Can China Broker the Resolution of the Armenia-Azerbaijan Conflict?
China’s expanding economic ties with the two sides of the Nagorno-Karabakh conflict give Beijing important leverage to push for quick resolution. The Diplomat answers the question whether China can contribute to resolution of the Armenia-Azerbaijan conflict in its article Can China Broker the Resolution of the Armenia-Azerbaijan Conflict?
The Nagorno-Karabakh conflict between two South Caucasian republics, Azerbaijan and Armenia, is already over 30 years old. Negotiations toward a settlement face a stalemate that appears difficult, if not impossible, to overcome. The conflict, which has roots dating back to the early 20th century, was restarted violently in late 1980s at the time of the collapse of the Soviet Union when Armenia, seizing the opportunity created by the regional geopolitical turbulence, established its control over 20 percent of the internationally recognized territories of Azerbaijan. Since the 1994 ceasefire agreement brokered by Russia, the sides have been trying to reach a peace agreement through negotiations brokered by the OSCE’s Minsk Group, co-chaired by Russia, the United States, and France.
The existing deadlock in the negotiations begs the question of whether China, an increasingly more assertive global actor that has never attempted to undertake a mediating role in the conflict, can push Armenia and Azerbaijan to resolution. Doing so would also expand the economic value of the entire South Caucasus region for China’s global projects. China’s expanding economic engagement with the two sides of the conflict and its global conflict resolution efforts suggest that it actually can push for a breakthrough – if Beijing chooses to try.
China’s Increasing Conflict Resolution Efforts
Beijing’s aspiration to expand its global economic ties had the knock-on effect of forcing the Chinese leadership provide fundamental security conditions for Chinese citizens and companies internationally. This generated a clear-cut shift in China’s foreign policy principles, which had traditionally insisted on disengagement from conflict resolution abroad.
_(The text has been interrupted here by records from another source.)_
//! Policy error taxonomy

use crate::types::{ActiveDeviceType, StreamCategory};
use audiopolicy_config::ConfigError;
use thiserror::Error;

/// Diagnostic carried by every rejected volume request
pub const VOLUME_ERROR_MESSAGE: &str = "Error, Operation not supported or Failed";

#[derive(Debug, Error)]
pub enum PolicyError {
    /// Volume outside the category's range; stored state is untouched
    #[error("Error, Operation not supported or Failed")]
    InvalidArgument {
        category: StreamCategory,
        volume: i32,
    },

    #[error("Audio parameter not found: {0}")]
    ParameterNotFound(String),

    #[error("Device not connected: {0:?}")]
    DeviceUnavailable(ActiveDeviceType),

    #[error("Unknown {kind} value: {raw}")]
    UnknownValue { kind: &'static str, raw: i32 },

    #[error("Unknown {kind} name: {name}")]
    UnknownName { kind: &'static str, name: String },

    #[error("Stream category not configured: {0:?}")]
    UnknownStream(StreamCategory),

    #[error("Invalid policy configuration: {0}")]
    InvalidConfig(String),

    #[error("Policy state lock poisoned")]
    StatePoisoned,

    #[error("Configuration error: {0}")]
    Config(#[from] ConfigError),
}

impl PolicyError {
    /// True for range violations on volume requests
    pub fn is_invalid_argument(&self) -> bool {
        matches!(self, PolicyError::InvalidArgument { .. })
    }
}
The launch of the BRI was a powerful push for this transformation. The project might encounter a drastic failure if the necessary political stability in the target countries cannot be maintained. A 2018 study by the Mercator Institute for China Studies (MERICS) concluded that since 2013, when the initiative was announced, China has demonstrated a much more active role in the resolution of numerous conflicts along the route that the BRI traverses:
Recent years have seen significant changes in China’s international mediation activities. In countries like Afghanistan, Bangladesh, Syria, and Israel, among others, diplomats from China increasingly engage in preventing, managing, or resolving conflict. In 2017 Beijing was mediating in nine conflicts, a visible increase compared to only three in 2012, the year when Xi Jinping took power as General Secretary of the Chinese Communist Party (CCP).
Such a rise in Chinese mediation of international conflicts creates hope for the constructive engagement of China in the resolution of the Nagorno-Karabakh conflict. As the authors of the Mercator Institute study rightfully flesh out, not only would the resolution of interstate conflicts along the BRI route provide better security conditions for Chinese investments but it would also help Beijing to craft an image of itself as a responsible global power. This perspective is in a perfect line with Xi’s political agenda, as he has promised to turn China into a great power by 2049, the centennial of the People’s Republic.
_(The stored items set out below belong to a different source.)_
//! Policy enumerations and event payloads
//!
//! Every enumeration is canonical in its named form; the raw integer is only
//! its wire representation and maps back bijectively through `TryFrom<i32>`.

use crate::error::PolicyError;
use serde::{Deserialize, Serialize};
use std::fmt;
use std::str::FromStr;

macro_rules! raw_enum {
    (
        $(#[$meta:meta])*
        pub enum $name:ident ($kind:literal) {
            $( $(#[$vmeta:meta])* $variant:ident = $raw:literal => $label:literal ),+ $(,)?
        }
    ) => {
        $(#[$meta])*
        #[derive(Debug, Clone, Copy, PartialEq, Eq, Hash, Serialize, Deserialize)]
        #[serde(rename_all = "snake_case")]
        #[repr(i32)]
        pub enum $name {
            $( $(#[$vmeta])* $variant = $raw ),+
        }

        impl $name {
            /// Every variant, in declaration order
            pub const ALL: &'static [$name] = &[$($name::$variant),+];

            /// Underlying integer representation
            pub fn as_raw(self) -> i32 {
                self as i32
            }

            /// snake_case name used in configuration and commands
            pub fn name(self) -> &'static str {
                match self {
                    $($name::$variant => $label),+
                }
            }

            /// Parse from a snake_case name, ignoring case
            pub fn from_name(name: &str) -> Option<Self> {
                match name.trim().to_lowercase().as_str() {
                    $($label => Some($name::$variant),)+
                    _ => None,
                }
            }
        }

        impl TryFrom<i32> for $name {
            type Error = PolicyError;

            fn try_from(raw: i32) -> Result<Self, Self::Error> {
                match raw {
                    $($raw => Ok($name::$variant),)+
                    _ => Err(PolicyError::UnknownValue { kind: $kind, raw }),
                }
            }
        }

        impl FromStr for $name {
            type Err = PolicyError;

            /// Accepts either the name or the raw integer
            fn from_str(s: &str) -> Result<Self, Self::Err> {
                match s.trim().parse::<i32>() {
                    Ok(raw) => Self::try_from(raw),
                    Err(_) => Self::from_name(s).ok_or_else(|| PolicyError::UnknownName {
                        kind: $kind,
                        name: s.to_string(),
                    }),
                }
            }
        }

        impl fmt::Display for $name {
            fn fmt(&self, f: &mut fmt::Formatter<'_>) -> fmt::Result {
                f.write_str(self.name())
            }
        }
    };
}

raw_enum! {
    /// Independent volume/mute axis
    pub enum StreamCategory ("stream category") {
        VoiceCall = 0 => "voice_call",
        Ringtone = 2 => "ringtone",
        Media = 3 => "media",
        VoiceAssistant = 9 => "voice_assistant",
    }
}

raw_enum! {
    /// Role filter for device queries
    pub enum DeviceFlag ("device flag") {
        Output = 1 => "output",
        Input = 2 => "input",
        All = 3 => "all",
    }
}

raw_enum! {
    pub enum DeviceRole ("device role") {
        Input = 1 => "input",
        Output = 2 => "output",
    }
}

raw_enum! {
    /// Concrete hardware or transport kind of an endpoint
    pub enum DeviceType ("device type") {
        Invalid = 0 => "invalid",
        Earpiece = 1 => "earpiece",
        Speaker = 2 => "speaker",
        WiredHeadset = 3 => "wired_headset",
        WiredHeadphones = 4 => "wired_headphones",
        BluetoothSco = 7 => "bluetooth_sco",
        BluetoothA2dp = 8 => "bluetooth_a2dp",
        Mic = 15 => "mic",
        UsbHeadset = 22 => "usb_headset",
    }
}

raw_enum! {
    /// Output devices that can be switched on and off explicitly
    pub enum ActiveDeviceType ("active device type") {
        Speaker = 2 => "speaker",
        BluetoothSco = 7 => "bluetooth_sco",
    }
}

raw_enum! {
    pub enum RingerMode ("ringer mode") {
        Silent = 0 => "silent",
        Vibrate = 1 => "vibrate",
        Normal = 2 => "normal",
    }
}

raw_enum! {
    pub enum AudioScene ("audio scene") {
        Default = 0 => "default",
        Ringing = 1 => "ringing",
        PhoneCall = 2 => "phone_call",
        VoiceChat = 3 => "voice_chat",
    }
}

raw_enum! {
    pub enum InterruptType ("interrupt type") {
        Begin = 1 => "begin",
        End = 2 => "end",
    }
}

raw_enum! {
    /// What the interrupted holder is expected to do
    pub enum InterruptHint ("interrupt hint") {
        None = 0 => "none",
        Resume = 1 => "resume",
        Pause = 2 => "pause",
        Stop = 3 => "stop",
        Duck = 4 => "duck",
        Unduck = 5 => "unduck",
    }
}

raw_enum! {
    pub enum InterruptForceType ("interrupt force type") {
        Force = 0 => "force",
        Share = 1 => "share",
    }
}

raw_enum! {
    pub enum InterruptActionType ("interrupt action type") {
        Activated = 0 => "activated",
        Interrupt = 1 => "interrupt",
    }
}

raw_enum! {
    pub enum DeviceChangeType ("device change type") {
        Connect = 0 => "connect",
        Disconnect = 1 => "disconnect",
    }
}

raw_enum! {
    pub enum StreamUsage ("stream usage") {
        Unknown = 0 => "unknown",
        Media = 1 => "media",
        VoiceCommunication = 2 => "voice_communication",
        NotificationRingtone = 6 => "notification_ringtone",
    }
}

raw_enum! {
    pub enum ContentType ("content type") {
        Unknown = 0 => "unknown",
        Speech = 1 => "speech",
        Music = 2 => "music",
        Movie = 3 => "movie",
        Sonification = 4 => "sonification",
        Ringtone = 5 => "ringtone",
    }
}

impl DeviceFlag {
    /// Whether a device with this role passes the filter
    pub fn matches(self, role: DeviceRole) -> bool {
        match self {
            DeviceFlag::All => true,
            DeviceFlag::Output => role == DeviceRole::Output,
            DeviceFlag::Input => role == DeviceRole::Input,
        }
    }
}

impl ActiveDeviceType {
    pub fn device_type(self) -> DeviceType {
        match self {
            ActiveDeviceType::Speaker => DeviceType::Speaker,
            ActiveDeviceType::BluetoothSco => DeviceType::BluetoothSco,
        }
    }

    pub fn from_device_type(device_type: DeviceType) -> Option<Self> {
        match device_type {
            DeviceType::Speaker => Some(ActiveDeviceType::Speaker),
            DeviceType::BluetoothSco => Some(ActiveDeviceType::BluetoothSco),
            _ => None,
        }
    }
}

/// A routable audio endpoint
#[derive(Debug, Clone, Copy, PartialEq, Eq, Hash, Serialize, Deserialize)]
pub struct DeviceDescriptor {
    pub role: DeviceRole,
    pub device_type: DeviceType,
}

impl DeviceDescriptor {
    pub fn new(role: DeviceRole, device_type: DeviceType) -> Self {
        Self { role, device_type }
    }

    pub fn output(device_type: DeviceType) -> Self {
        Self::new(DeviceRole::Output, device_type)
    }

    pub fn input(device_type: DeviceType) -> Self {
        Self::new(DeviceRole::Input, device_type)
    }
}

/// Closed volume range for one stream category
#[derive(Debug, Clone, Copy, PartialEq, Eq, Serialize, Deserialize)]
pub struct VolumeRange {
    pub min: i32,
    pub max: i32,
}

impl VolumeRange {
    pub fn new(min: i32, max: i32) -> Self {
        Self { min, max }
    }

    pub fn contains(&self, level: i32) -> bool {
        (self.min..=self.max).contains(&level)
    }
}

/// Payload of `volumeChange`
#[derive(Debug, Clone, Copy, PartialEq, Eq, Serialize, Deserialize)]
pub struct VolumeEvent {
    pub volume_type: StreamCategory,
    pub volume: i32,
    /// Set for key-driven changes that should show a volume panel
    pub update_ui: bool,
}

/// Payload of `deviceChange`
#[derive(Debug, Clone, PartialEq, Eq, Serialize, Deserialize)]
pub struct DeviceChangeAction {
    pub change_type: DeviceChangeType,
    pub device_descriptors: Vec<DeviceDescriptor>,
}

/// Focus request parameters
#[derive(Debug, Clone, Copy, PartialEq, Eq, Serialize, Deserialize)]
pub struct AudioInterrupt {
    pub stream_usage: StreamUsage,
    pub content_type: ContentType,
    /// Prefer being paused over being ducked
    pub pause_when_ducked: bool,
}

impl AudioInterrupt {
    pub fn new(stream_usage: StreamUsage, content_type: ContentType) -> Self {
        Self {
            stream_usage,
            content_type,
            pause_when_ducked: false,
        }
    }

    pub fn pause_when_ducked(mut self, pause: bool) -> Self {
        self.pause_when_ducked = pause;
        self
    }
}

/// Focus notification delivered to a focus requester
#[derive(Debug, Clone, Copy, PartialEq, Eq, Serialize, Deserialize)]
pub struct InterruptAction {
    pub action_type: InterruptActionType,
    #[serde(skip_serializing_if = "Option::is_none")]
    pub interrupt_type: Option<InterruptType>,
    #[serde(skip_serializing_if = "Option::is_none")]
    pub hint: Option<InterruptHint>,
    #[serde(skip_serializing_if = "Option::is_none")]
    pub force_type: Option<InterruptForceType>,
    #[serde(skip_serializing_if = "Option::is_none")]
    pub activated: Option<bool>,
}

impl InterruptAction {
    pub fn activated(granted: bool) -> Self {
        Self {
            action_type: InterruptActionType::Activated,
            interrupt_type: None,
            hint: None,
            force_type: None,
            activated: Some(granted),
        }
    }

    pub fn interrupt(interrupt_type: InterruptType, hint: InterruptHint) -> Self {
        let force_type = match hint {
            InterruptHint::Duck | InterruptHint::Unduck => InterruptForceType::Share,
            _ => InterruptForceType::Force,
        };
        Self {
            action_type: InterruptActionType::Interrupt,
            interrupt_type: Some(interrupt_type),
            hint: Some(hint),
            force_type: Some(force_type),
            activated: None,
        }
    }
}

#[cfg(test)]
mod tests {
    use super::*;

    #[test]
    fn test_stream_category_raw_values() {
        assert_eq!(StreamCategory::VoiceCall.as_raw(), 0);
        assert_eq!(StreamCategory::Ringtone.as_raw(), 2);
        assert_eq!(StreamCategory::Media.as_raw(), 3);
        assert_eq!(StreamCategory::VoiceAssistant.as_raw(), 9);
    }

    #[test]
    fn test_raw_values_are_bijective() {
        for category in StreamCategory::ALL {
            assert_eq!(StreamCategory::try_from(category.as_raw()).unwrap(), *category);
        }
        for device in DeviceType::ALL {
            assert_eq!(DeviceType::try_from(device.as_raw()).unwrap(), *device);
        }
        for hint in InterruptHint::ALL {
            assert_eq!(InterruptHint::try_from(hint.as_raw()).unwrap(), *hint);
        }
    }

    #[test]
    fn test_unknown_raw_value() {
        let err = RingerMode::try_from(5).unwrap_err();
        assert!(matches!(
            err,
            PolicyError::UnknownValue {
                kind: "ringer mode",
                raw: 5
            }
        ));
        assert!(StreamCategory::try_from(1).is_err());
    }

    #[test]
    fn test_pinned_constants() {
        assert_eq!(DeviceFlag::Output.as_raw(), 1);
        assert_eq!(DeviceFlag::Input.as_raw(), 2);
        assert_eq!(DeviceFlag::All.as_raw(), 3);
        assert_eq!(ActiveDeviceType::Speaker.as_raw(), 2);
        assert_eq!(ActiveDeviceType::BluetoothSco.as_raw(), 7);
        assert_eq!(RingerMode::Silent.as_raw(), 0);
        assert_eq!(RingerMode::Vibrate.as_raw(), 1);
        assert_eq!(RingerMode::Normal.as_raw(), 2);
        assert_eq!(InterruptType::Begin.as_raw(), 1);
        assert_eq!(InterruptType::End.as_raw(), 2);
        assert_eq!(InterruptHint::Unduck.as_raw(), 5);
        assert_eq!(InterruptForceType::Share.as_raw(), 1);
    }

    #[test]
    fn test_parse_name_or_raw() {
        assert_eq!("media".parse::<StreamCategory>().unwrap(), StreamCategory::Media);
        assert_eq!("MEDIA".parse::<StreamCategory>().unwrap(), StreamCategory::Media);
        assert_eq!("3".parse::<StreamCategory>().unwrap(), StreamCategory::Media);
        assert_eq!(
            "bluetooth_sco".parse::<ActiveDeviceType>().unwrap(),
            ActiveDeviceType::BluetoothSco
        );
        assert!("loud".parse::<RingerMode>().is_err());
    }

    #[test]
    fn test_device_flag_filter() {
        assert!(DeviceFlag::All.matches(DeviceRole::Input));
        assert!(DeviceFlag::All.matches(DeviceRole::Output));
        assert!(DeviceFlag::Output.matches(DeviceRole::Output));
        assert!(!DeviceFlag::Output.matches(DeviceRole::Input));
        assert!(!DeviceFlag::Input.matches(DeviceRole::Output));
    }

    #[test]
    fn test_volume_range() {
        let range = VolumeRange::new(0, 15);
        assert!(range.contains(0));
        assert!(range.contains(15));
        assert!(!range.contains(-1));
        assert!(!range.contains(28));
    }

    #[test]
    fn test_interrupt_force_type() {
        let duck = InterruptAction::interrupt(InterruptType::Begin, InterruptHint::Duck);
        assert_eq!(duck.force_type, Some(InterruptForceType::Share));

        let pause = InterruptAction::interrupt(InterruptType::Begin, InterruptHint::Pause);
        assert_eq!(pause.force_type, Some(InterruptForceType::Force));
        assert_eq!(pause.action_type, InterruptActionType::Interrupt);
    }

    #[test]
    fn test_volume_event_json() {
        let event = VolumeEvent {
            volume_type: StreamCategory::Media,
            volume: 5,
            update_ui: false,
        };
        let json = serde_json::to_value(event).unwrap();
        assert_eq!(json["volume_type"], "media");
        assert_eq!(json["volume"], 5);
        assert_eq!(json["update_ui"], false);
    }
}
The expanding economic bonds between the regional countries and China gives Beijing important leverage to affect the conflicting sides and push them into a quick resolution. In particular Armenia, a country that faced massive political and economic difficulties due to the prolongation of the Nagorno-Karabakh conflict, desperately needs Chinese investment for economic revival. Yerevan cannot fullfil its economic plans otherwise; the “Persian Gulf – Black Sea” multimodal transport and transit corridor alone could cost around $10 billion, not much less than Armenia’s annual GDP.
The conflict resolution process has the potential to be revived through Chinese-style mediation, which is traditionally based on high-profile engagement with the top levels of governments through official visits and via special envoys. The innovative strategies brought about by the European and American involvement, which included so-called Track II diplomacy promoting contacts between the peoples and civil society of the two countries, has so far failed to produce tangible results. Therefore, a new approach to the resolution process brought by Chinese mediation could prevent a potential escalation of the conflict and help reach a peace agreement between the sides.
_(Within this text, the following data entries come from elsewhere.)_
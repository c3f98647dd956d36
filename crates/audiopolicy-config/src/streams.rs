//! Stream volume profiles
//!
//! Each stream category gets its own volume range and boot-time level.
//! Categories are keyed by their snake_case name (`media`, `ringtone`,
//! `voice_call`, `voice_assistant`).

use serde::{Deserialize, Serialize};
use std::collections::BTreeMap;

use crate::ConfigError;

/// Volume bounds and initial level for one stream category
#[derive(Debug, Clone, Copy, PartialEq, Eq, Serialize, Deserialize)]
pub struct StreamProfile {
    /// Lowest accepted volume level
    #[serde(default)]
    pub min_volume: i32,
    /// Highest accepted volume level
    #[serde(default = "default_max_volume")]
    pub max_volume: i32,
    /// Level applied when the policy store is built
    #[serde(default = "default_level")]
    pub default_volume: i32,
}

fn default_max_volume() -> i32 {
    15
}

fn default_level() -> i32 {
    7
}

impl Default for StreamProfile {
    fn default() -> Self {
        Self {
            min_volume: 0,
            max_volume: default_max_volume(),
            default_volume: default_level(),
        }
    }
}

impl StreamProfile {
    /// Check that the range is well formed and holds the default level
    pub fn validate(&self, name: &str) -> Result<(), ConfigError> {
        if self.min_volume < 0 {
            return Err(ConfigError::Invalid(format!(
                "stream '{}': min_volume {} is negative",
                name, self.min_volume
            )));
        }
        if self.min_volume > self.max_volume {
            return Err(ConfigError::Invalid(format!(
                "stream '{}': min_volume {} exceeds max_volume {}",
                name, self.min_volume, self.max_volume
            )));
        }
        if !(self.min_volume..=self.max_volume).contains(&self.default_volume) {
            return Err(ConfigError::Invalid(format!(
                "stream '{}': default_volume {} outside {}..={}",
                name, self.default_volume, self.min_volume, self.max_volume
            )));
        }
        Ok(())
    }
}

/// Built-in stream profiles
pub fn default_streams() -> BTreeMap<String, StreamProfile> {
    let mut streams = BTreeMap::new();
    streams.insert(
        "voice_call".to_string(),
        StreamProfile {
            default_volume: 9,
            ..StreamProfile::default()
        },
    );
    streams.insert("ringtone".to_string(), StreamProfile::default());
    streams.insert("media".to_string(), StreamProfile::default());
    streams.insert("voice_assistant".to_string(), StreamProfile::default());
    streams
}

#[cfg(test)]
mod tests {
    use super::*;

    #[test]
    fn test_default_streams_cover_all_categories() {
        let streams = default_streams();
        for name in ["voice_call", "ringtone", "media", "voice_assistant"] {
            let profile = streams.get(name).unwrap();
            assert_eq!(profile.min_volume, 0);
            assert_eq!(profile.max_volume, 15);
            assert!(profile.validate(name).is_ok());
        }
    }

    #[test]
    fn test_validate_rejects_inverted_range() {
        let profile = StreamProfile {
            min_volume: 10,
            max_volume: 5,
            default_volume: 7,
        };
        let err = profile.validate("media").unwrap_err();
        assert!(err.to_string().contains("exceeds"));
    }

    #[test]
    fn test_validate_rejects_default_outside_range() {
        let profile = StreamProfile {
            min_volume: 0,
            max_volume: 15,
            default_volume: 16,
        };
        assert!(profile.validate("ringtone").is_err());
    }

    #[test]
    fn test_validate_rejects_negative_min() {
        let profile = StreamProfile {
            min_volume: -1,
            max_volume: 15,
            default_volume: 0,
        };
        assert!(profile.validate("media").is_err());
    }

    #[test]
    fn test_partial_profile_uses_defaults() {
        let profile: StreamProfile = toml::from_str("max_volume = 10").unwrap();
        assert_eq!(profile.min_volume, 0);
        assert_eq!(profile.max_volume, 10);
        assert_eq!(profile.default_volume, 7);
    }
}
The potential of Chinese mediation is also bolstered by the common interest shared by both Europe and China to maintain stability and build lasting peace agreements in the regions between the two. The European Union, although largely unsuccessful, but has spent a large amount of resources and made numerous efforts to encourage the sides to make compromises to achieve a common ground. These efforts could gain a new life with cooperation between Europe and China.
Importantly, the expanding cooperation between China and Russia in a wide range of global issues can also play a positive role in this context. Although Russia has traditionally opposed projects that seek to bypass it, international conditions are pushing the Kremlin to cooperate with Beijing, which might bode well for the settlement of the Armenia-Azerbaijan conflict.